The cost difference is material. CoDA-Bench shows Codex CLI spending $1.39 per data task versus Claude Code’s $0.11 1. Profile-aware routing — using gpt-5.4-mini for code fixes and reserving gpt-5.5 with high reasoning effort for data tasks — can reduce aggregate spend substantially.

The Signal-to-Noise Problem

The paper’s most actionable finding is that semantic noise, not volume, drives discovery failure 1. A directory with 980 files is manageable if the relevant ones have distinctive names. It becomes hostile when dozens of files share similar prefixes, column structures, or domain terminology.

This has a direct Codex CLI implication: curate your data directories. Move working datasets into a clearly named subdirectory (/data/active/ vs /data/archive/). Use README files in data directories that describe what each file contains. The agent reads these — and CoDA-Bench shows it needs the help.

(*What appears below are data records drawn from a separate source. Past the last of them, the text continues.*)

impl Key {
    fn classify(token: &str) -> Self {
        match token.trim_end_matches(':').to_uppercase().as_str() {
            "COMPOUND" => Self::Compound,
            "PROPERTY" => Self::Property,
            "DATA" => Self::Data,
            "EXTRAPOLATION" => Self::Extrapolation,
            "UNIT" => Self::Unit,
            "MW" => Self::MolecularWeight,
            "VALIDITY" => Self::Validity,
            "DEPENDENCE" => Self::Dependence,
            "CONSPROP" | "CONSTANT" | "ISOBAR" | "ISOTERM" | "ISOTHERM" => Self::HeldConstant,
            "VAR" | "VARIABLE" => Self::Independent,
            "PROP" => Self::Dependent,
            "MODEL" => Self::Model,
            "CONSTANTS" => Self::ConstantNames,
            "VALUES" => Self::ConstantValues,
            _ => Self::Other,
        }
    }

    fn is_header(self) -> bool {
        matches!(
            self,
            Self::Data
                | Self::Extrapolation
                | Self::Unit
                | Self::MolecularWeight
                | Self::Validity
                | Self::Dependence
        )
    }

    fn is_table_body(self) -> bool {
        matches!(self, Self::HeldConstant | Self::Independent | Self::Dependent)
    }

    fn is_model_body(self) -> bool {
        matches!(self, Self::Model | Self::ConstantNames | Self::ConstantValues)
    }
}

/// Numeric token with the legacy leniency: unparsable input reads as 0.0.
fn lenient_number(token: &str, line_no: usize) -> f64 {
    parse_real(token).unwrap_or_else(|| {
        tracing::warn!(token, line = line_no, "unparsable numeric token read as 0.0");
        0.0
    })
}

/// Fields of a record as read, before validation.
#[derive(Debug, Clone, Default)]
pub struct PendingRecord {
    species_id: String,
    property_tag: String,
    line_no: usize,
    representation_tag: Option<String>,
    dependence_tag: Option<String>,
    unit: Option<String>,
    molecular_weight: Option<f64>,
    validity: Option<Validity>,
    extrapolate: bool,
    held_constant: f64,
    independent: Vec<f64>,
    dependent: Vec<f64>,
    model_tag: Option<String>,
    constant_names: Vec<String>,
    constant_values: Vec<f64>,
}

<!-- /data/active/README.md -->
## Active Datasets

| File | Description | Updated |
|------|-------------|---------|
| customers_q2_2026.parquet | Q2 customer records with churn labels | 2026-06-15 |
| transactions_q2_2026.csv | Raw transaction log, pipe-delimited | 2026-06-14 |
| features_engineered.parquet | Pre-computed feature matrix | 2026-06-16 |

Limitations and Open Questions

CoDA-Bench uses Kaggle datasets, which tend toward tabular data and standard formats. Real enterprise data environments include proprietary binary formats, databases behind authentication walls, and streaming data — none of which the benchmark captures. The 61.1% ceiling may be optimistic for production data engineering work.

The token consumption gap between Codex CLI and Claude Code (4.7×) warrants further investigation. It may reflect differences in default tool selection strategy, compaction behaviour, or model-level file navigation patterns rather than anything inherent to the CLI architecture 1.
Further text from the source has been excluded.